Ken Goldstein, MPPA

Ken Goldstein has been working in nonprofits and local government agencies from Santa Cruz, to Sacramento, and back to Silicon Valley, since 1989. He's been staff, volunteer, board member, executive director, and, since 2003, a consultant to local nonprofit organizations. For more on Ken's background, click here. If you are interested in retaining Ken's services, you may contact him at ken at

Monday, May 08, 2006

DonorData Versus the Foundation Center

A friend recently asked my opinion of a new online foundation research site called "" They offer a free 20-day trial membership, so I signed up for the test drive.

As a baseline for comparison, I used the Foundation Center's "Foundation Directory Online." I decided to do the same search on each service. Here are my results:

DonorData (trial subscription) - $!9.99/month
Search: California & Civil Rights
86 foundation results
No sub-categories available

On the Foundation Center site the "Civil Rights" field of interest has several sub-categories. I did the search twice, first just with "Civil Rights" and again with all the sub-categories.

Foundation Center's Foundation Directory Online - basic subscription $19.95/month
Search 1: California & Civil Rights
37 foundation results
Search 2: California & Civil Rights OR Civil Rights sub-categories (including: women, voter education, race/intergroup relations, minorities, immigrants, gays/lesbians, disabled, aging, advocacy)
152 foundation results

Interesting note: included in DonorData's 86 hits were a few foundations that were not listed in the Foundation Center's 152 hits!

Another thing DonorData has over the Foundation Center is the Celebrity Donors database, although it remains to be seen how accurate or effective the data is.

In the Foundation Center's corner, however, is usability.

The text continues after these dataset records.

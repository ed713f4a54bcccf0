//! Color energy: chroma separation, density and vibrance.
//!
//! Works on the chroma vector only; luminance is reassembled unchanged.

use super::{PixelOp, PixelSite};
use crate::math::{magnitude, mix, scale3, split_chroma};

const MIN_LUMA: f32 = 0.0001;
const MIN_CHROMA: f32 = 0.0001;

/// Color energy controls.
#[derive(Debug, Clone, Copy, PartialEq)]
pub struct EnergyParams {
    /// Module switch.
    pub enable: bool,
    /// Chroma magnitude exponent (1 = neutral).
    pub density: f32,
    /// Chroma expansion factor (0 = neutral).
    pub separation: f32,
    /// Width of the highlight band where separation fades out.
    pub highlight_roll_off: f32,
    /// Luminance below which separation fades in linearly.
    pub shadow_bias: f32,
    /// Saturation-aware boost of muted colors (1 = neutral).
    pub vibrance: f32,
}

impl Default for EnergyParams {
    fn default() -> Self {
        Self {
            enable: false,
            density: 1.0,
            separation: 0.0,
            highlight_roll_off: 0.0,
            shadow_bias: 0.0,
            vibrance: 1.0,
        }
    }
}

impl EnergyParams {
    /// Enabled.
    pub fn is_active(&self) -> bool {
        self.enable
    }
}

/// Color energy operator.
#[derive(Debug, Clone)]
pub struct ColorEnergy {
    params: EnergyParams,
}

impl ColorEnergy {
    /// Wraps the controls.
    pub fn new(params: EnergyParams) -> Self {
        Self { params }
    }

    /// Applies the chroma shaping to one pixel.
    pub fn process(&self, rgb: [f32; 3]) -> [f32; 3] {
        let p = &self.params;
        let (luma, mut c) = split_chroma(rgb);
        if luma <= MIN_LUMA {
            return rgb;
        }

        if p.separation != 0.0 {
            let shadow_att = if luma < p.shadow_bias { luma / p.shadow_bias } else { 1.0 };
            let high_att = if p.highlight_roll_off > 1e-6 && luma > 1.0 - p.highlight_roll_off {
                ((1.0 - luma) / p.highlight_roll_off).max(0.0)
            } else {
                1.0
            };
            c = scale3(c, 1.0 + p.separation * shadow_att * high_att);
        }

        if p.density != 1.0 {
            let sat = magnitude(c);
            if sat > MIN_CHROMA {
                c = scale3(c, sat.powf(p.density) / sat);
            }
        }

        if p.vibrance != 1.0 {
            let sat = magnitude(c);
            if sat > MIN_CHROMA {
                c = scale3(c, mix(p.vibrance, 1.0, (sat * 2.0).min(1.0)));
            }
        }

        [luma + c[0], luma + c[1], luma + c[2]]
    }
}

impl PixelOp for ColorEnergy {
    fn name(&self) -> &'static str {
        "energy"
    }

    fn is_active(&self) -> bool {
        self.params.is_active()
    }

    fn apply(&self, rgb: [f32; 3], _site: PixelSite) -> [f32; 3] {
        self.process(rgb)
    }
}

#[cfg(test)]
mod tests {
    use super::*;
    use crate::math::luminance;
    use approx::assert_abs_diff_eq;

    fn on(f: impl FnOnce(&mut EnergyParams)) -> ColorEnergy {
        let mut p = EnergyParams { enable: true, ..Default::default() };
        f(&mut p);
        ColorEnergy::new(p)
    }

    #[test]
    fn test_neutral_controls_preserve_pixel() {
        let px = [0.4, 0.3, 0.2];
        let out = on(|_| {}).process(px);
        for i in 0..3 {
            assert_abs_diff_eq!(out[i], px[i], epsilon = 1e-6);
        }
    }

    #[test]
    fn test_separation_expands_chroma_keeps_luma() {
        let px = [0.5, 0.3, 0.2];
        let out = on(|p| p.separation = 0.5).process(px);
        assert_abs_diff_eq!(luminance(out), luminance(px), epsilon = 1e-6);
        let (_, c_in) = split_chroma(px);
        let (_, c_out) = split_chroma(out);
        assert_abs_diff_eq!(magnitude(c_out), magnitude(c_in) * 1.5, epsilon = 1e-5);
    }

    #[test]
    fn test_separation_rolls_off_in_highlights() {
        let px = [1.1, 1.05, 1.0];
        let out = on(|p| {
            p.separation = 1.0;
            p.highlight_roll_off = 0.2;
        })
        .process(px);
        // Luma above 1 drives the attenuation to zero.
        for i in 0..3 {
            assert_abs_diff_eq!(out[i], px[i], epsilon = 1e-6);
        }
    }

    #[test]
    fn test_vibrance_favors_muted_colors() {
        let op = on(|p| p.vibrance = 2.0);
        let muted = [0.42, 0.4, 0.38];
        let vivid = [0.9, 0.1, 0.05];
        let gain = |px: [f32; 3]| magnitude(split_chroma(op.process(px)).1) / magnitude(split_chroma(px).1);
        assert!(gain(muted) > gain(vivid));
        assert_abs_diff_eq!(gain(vivid), 1.0, epsilon = 1e-5);
    }

    #[test]
    fn test_black_pixels_skipped() {
        let op = on(|p| p.separation = 1.0);
        assert_eq!(op.process([0.0, 0.0, 0.0]), [0.0, 0.0, 0.0]);
    }
}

They've been at this for a long time, and their web design and ease of use makes searching and reading the results a breeze. DonorData has good information, but it is not very intuitive and search results are not formatted in an easy to read or print manner.

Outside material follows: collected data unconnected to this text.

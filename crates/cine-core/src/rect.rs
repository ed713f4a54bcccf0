//! Integer rectangles in host pixel coordinates.
//!
//! [`Bounds`] follows the half-open convention hosts use for render windows
//! and regions of definition: `x1..x2` and `y1..y2`, with `x2`/`y2` exclusive.
//! Coordinates are signed because apron-expanded windows routinely extend
//! past the image origin.
//!
//! ```text
//! (x1,y1) ──────────► X
//!   │   ┌──────────┐
//!   │   │  window  │
//!   │   └──────────┘ (x2,y2) exclusive
//!   ▼
//!   Y
//! ```
//!
//! # Usage
//!
//! ```rust
//! use cine_core::Bounds;
//!
//! let window = Bounds::new(0, 0, 64, 32);
//! let expanded = window.expand(4);
//! assert_eq!(expanded.width(), 72);
//! assert!(expanded.contains(-4, -4));
//! assert!(!expanded.contains(68, 0));
//! ```

use std::fmt;

/// Half-open integer rectangle `[x1, x2) x [y1, y2)`.
#[derive(Debug, Clone, Copy, PartialEq, Eq, Hash, Default)]
pub struct Bounds {
    /// Left edge (inclusive)
    pub x1: i32,
    /// Top edge (inclusive)
    pub y1: i32,
    /// Right edge (exclusive)
    pub x2: i32,
    /// Bottom edge (exclusive)
    pub y2: i32,
}

impl Bounds {
    /// Creates bounds from corner coordinates.
    #[inline]
    pub const fn new(x1: i32, y1: i32, x2: i32, y2: i32) -> Self {
        Self { x1, y1, x2, y2 }
    }

    /// Creates bounds anchored at the origin.
    #[inline]
    pub const fn from_size(width: u32, height: u32) -> Self {
        Self::new(0, 0, width as i32, height as i32)
    }

    /// Width in pixels (0 when inverted).
    #[inline]
    pub const fn width(&self) -> usize {
        if self.x2 > self.x1 { (self.x2 - self.x1) as usize } else { 0 }
    }

    /// Height in pixels (0 when inverted).
    #[inline]
    pub const fn height(&self) -> usize {
        if self.y2 > self.y1 { (self.y2 - self.y1) as usize } else { 0 }
    }

    /// Number of pixels covered.
    #[inline]
    pub const fn area(&self) -> usize {
        self.width() * self.height()
    }

    /// Returns true when no pixel is covered.
    #[inline]
    pub const fn is_empty(&self) -> bool {
        self.x2 <= self.x1 || self.y2 <= self.y1
    }

    /// Tests whether a point lies inside.
    #[inline]
    pub const fn contains(&self, x: i32, y: i32) -> bool {
        x >= self.x1 && x < self.x2 && y >= self.y1 && y < self.y2
    }

    /// Tests whether `other` lies entirely inside.
    pub const fn contains_bounds(&self, other: &Bounds) -> bool {
        other.x1 >= self.x1 && other.x2 <= self.x2 && other.y1 >= self.y1 && other.y2 <= self.y2
    }

    /// Grows every side by `margin` pixels.
    #[inline]
    pub const fn expand(&self, margin: i32) -> Self {
        Self::new(self.x1 - margin, self.y1 - margin, self.x2 + margin, self.y2 + margin)
    }

    /// Clamps a point to the nearest covered pixel.
    ///
    /// Meaningless for empty bounds; callers check [`Bounds::is_empty`] first.
    #[inline]
    pub fn clamp(&self, x: i32, y: i32) -> (i32, i32) {
        (x.clamp(self.x1, self.x2 - 1), y.clamp(self.y1, self.y2 - 1))
    }

    /// Intersection, or `None` when the rectangles do not overlap.
    pub fn intersection(&self, other: &Bounds) -> Option<Bounds> {
        let result = Bounds::new(
            self.x1.max(other.x1),
            self.y1.max(other.y1),
            self.x2.min(other.x2),
            self.y2.min(other.y2),
        );
        if result.is_empty() { None } else { Some(result) }
    }

    /// Bounding box of both rectangles.
    pub fn union(&self, other: &Bounds) -> Bounds {
        Bounds::new(
            self.x1.min(other.x1),
            self.y1.min(other.y1),
            self.x2.max(other.x2),
            self.y2.max(other.y2),
        )
    }

    /// Splits into horizontal bands of at most `rows` rows each.
    ///
    /// # Example
    ///
    /// ```
    /// use cine_core::Bounds;
    ///
    /// let bands: Vec<_> = Bounds::new(0, 0, 8, 10).bands(4).collect();
    /// assert_eq!(bands.len(), 3);
    /// assert_eq!(bands[2], Bounds::new(0, 8, 8, 10));
    /// ```
    pub fn bands(&self, rows: usize) -> impl Iterator<Item = Bounds> + '_ {
        let step = rows.max(1) as i32;
        (self.y1..self.y2)
            .step_by(step as usize)
            .map(move |y| Bounds::new(self.x1, y, self.x2, (y + step).min(self.y2)))
    }
}

impl fmt::Display for Bounds {
    fn fmt(&self, f: &mut fmt::Formatter<'_>) -> fmt::Result {
        write!(f, "[{},{})-({},{})", self.x1, self.y1, self.x2, self.y2)
    }
}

While the foundation records contain much of the same basic information, the Foundation Center's is far more flexible in how you create a search. DonorData insists on starting with choosing a state and then a field of interest. From those basic results you can narrow it down by city or another column. With the Foundation Center, I can begin a search on any key field, or run a text search across all fields.

There is also a question of where the data is coming from. The Foundation Center constantly surveys foundations to update their database, along with the latest 990 filings. The foundations are all familiar with the Center and aware of the importance of these surveys and are good about responding. DonorData doesn't explain where their data comes from, which makes me wonder how accurate or up-to-date it really is.

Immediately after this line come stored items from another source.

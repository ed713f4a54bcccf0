//! Vignette: darken, lighten or defocus toward the frame edges.

use cine_core::CHANNELS;
#[allow(unused_imports)]
use tracing::{debug, trace};

use super::{Reach, SpatialOp, blur_radius};
use crate::blur::gaussian_blur;
use crate::math::{luminance, mix3, smoothstep};
use crate::pipeline::{FrameContext, Workspace};

/// Defocus reach per unit of `defocus_softness` at full resolution.
pub const DEFOCUS_REACH_SCALE: f32 = 20.0;

/// What the vignette mask drives.
#[derive(Debug, Clone, Copy, PartialEq, Eq, Default)]
pub enum VignetteKind {
    /// Luminance-preserving darkening.
    #[default]
    Dark,
    /// Luminance-preserving lightening.
    Light,
    /// Blend toward a blurred copy.
    Defocus,
}

/// Vignette controls.
#[derive(Debug, Clone, Copy, PartialEq)]
pub struct VignetteParams {
    /// Module switch.
    pub enable: bool,
    /// Effect type.
    pub kind: VignetteKind,
    /// Darken/lighten strength.
    pub amount: f32,
    /// Affect the centre instead of the edges.
    pub invert: bool,
    /// Radius of the unaffected area.
    pub size: f32,
    /// 0 is a rectangle, 1 an ellipse.
    pub roundness: f32,
    /// Width of the falloff.
    pub softness: f32,
    /// Blend toward the blurred copy for [`VignetteKind::Defocus`].
    pub defocus_amount: f32,
    /// Defocus blur size, scaled by [`DEFOCUS_REACH_SCALE`].
    pub defocus_softness: f32,
    /// Centre offset, -1..1 on each axis.
    pub center: [f32; 2],
    /// Additive tint in the masked area.
    pub tint: [f32; 3],
}

impl Default for VignetteParams {
    fn default() -> Self {
        Self {
            enable: false,
            kind: VignetteKind::Dark,
            amount: 0.0,
            invert: false,
            size: 0.5,
            roundness: 0.5,
            softness: 0.5,
            defocus_amount: 0.0,
            defocus_softness: 0.0,
            center: [0.0, 0.0],
            tint: [0.0, 0.0, 0.0],
        }
    }
}

/// Vignette operator.
#[derive(Debug, Clone)]
pub struct Vignette {
    params: VignetteParams,
}

impl Vignette {
    /// Creates the operator.
    pub fn new(params: VignetteParams) -> Self {
        Self { params }
    }

    /// Mask strength at normalised coordinates `uv` for an image of `aspect`.
    pub fn mask(&self, uv: [f32; 2], aspect: f32) -> f32 {
        let p = &self.params;
        let mut dx = uv[0] - (0.5 + 0.5 * p.center[0]);
        let mut dy = uv[1] - (0.5 + 0.5 * p.center[1]);
        if aspect > 1.0 {
            dx *= aspect;
        } else if aspect > 0.0 {
            dy /= aspect;
        }

        let square = dx.abs().max(dy.abs());
        let dist = square + (dx.hypot(dy) - square) * p.roundness;
        let start = 0.7 * p.size;
        let v = smoothstep(start, start + p.softness.max(0.01), dist);
        if p.invert { 1.0 - v } else { v }
    }

    fn defocus_reach(&self, render_scale: f32) -> f32 {
        (self.params.defocus_softness * DEFOCUS_REACH_SCALE * render_scale).max(0.0)
    }

    fn shade(&self, rgb: [f32; 3], mask: f32) -> [f32; 3] {
        let p = &self.params;
        let l = luminance(rgb);
        let k = match p.kind {
            VignetteKind::Light => 1.0 + p.amount * mask,
            _ => 1.0 - p.amount * mask,
        };
        let mut out = rgb;
        if l > 1e-6 {
            let ratio = (l * k).max(0.0) / l;
            out = out.map(|v| v * ratio);
        }
        if p.tint.iter().any(|&t| t > 0.0) {
            let s = mask * p.amount * 0.5;
            for (v, t) in out.iter_mut().zip(p.tint) {
                *v += t * s;
            }
        }
        out
    }

    fn render_shade(&self, ws: &mut Workspace, frame: &FrameContext) {
        let image = &mut ws.image;
        let b = image.bounds();
        let aspect = frame.aspect();
        for y in 0..image.height() {
            let gy = b.y1 + y as i32;
            for (x, px) in image.row_mut(y).chunks_exact_mut(CHANNELS).enumerate() {
                let mask = self.mask(frame.uv(b.x1 + x as i32, gy), aspect);
                if mask <= 0.0 {
                    continue;
                }
                let out = self.shade([px[0], px[1], px[2]], mask);
                px[..3].copy_from_slice(&out);
            }
        }
    }

    fn render_defocus(&self, ws: &mut Workspace, frame: &FrameContext) {
        let reach = self.defocus_reach(frame.render_scale);
        let amount = self.params.defocus_amount;
        if reach <= 0.0 || amount <= 0.0 {
            return;
        }
        let Workspace { image, effect, scratch } = ws;
        effect.copy_from(image);
        gaussian_blur(effect, scratch, blur_radius(reach));

        let b = image.bounds();
        let aspect = frame.aspect();
        for y in 0..image.height() {
            let gy = b.y1 + y as i32;
            let blurred = effect.row(y);
            for (x, (px, bl)) in
                image.row_mut(y).chunks_exact_mut(CHANNELS).zip(blurred.chunks_exact(CHANNELS)).enumerate()
            {
                let mask = self.mask(frame.uv(b.x1 + x as i32, gy), aspect);
                if mask <= 0.0 {
                    continue;
                }
                let out = mix3([px[0], px[1], px[2]], [bl[0], bl[1], bl[2]], mask * amount);
                px[..3].copy_from_slice(&out);
            }
        }
    }
}

impl SpatialOp for Vignette {
    fn name(&self) -> &'static str {
        "vignette"
    }

    fn is_active(&self) -> bool {
        self.params.enable
    }

    fn reach(&self, render_scale: f32) -> Reach {
        match self.params.kind {
            VignetteKind::Defocus if self.defocus_reach(render_scale) > 0.0 => {
                Reach::Add(self.defocus_reach(render_scale))
            }
            _ => Reach::None,
        }
    }

    fn render(&self, ws: &mut Workspace, frame: &FrameContext) {
        trace!(kind = ?self.params.kind, "vignette");
        match self.params.kind {
            VignetteKind::Dark | VignetteKind::Light => self.render_shade(ws, frame),
            VignetteKind::Defocus => self.render_defocus(ws, frame),
        }
    }
}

What we do know, however, is where they get information on their potential customers: For a 20-day free trial of their $19.99 monthly service, DonorData required me to enter more personal information (including a credit card number) than Adobe did to download a 30-day trial version of their $399 GoLive software.

I will continue to play with this during the rest of my 20 days, and will let you know if my opinion changes, but for now, stick with the Foundation Center.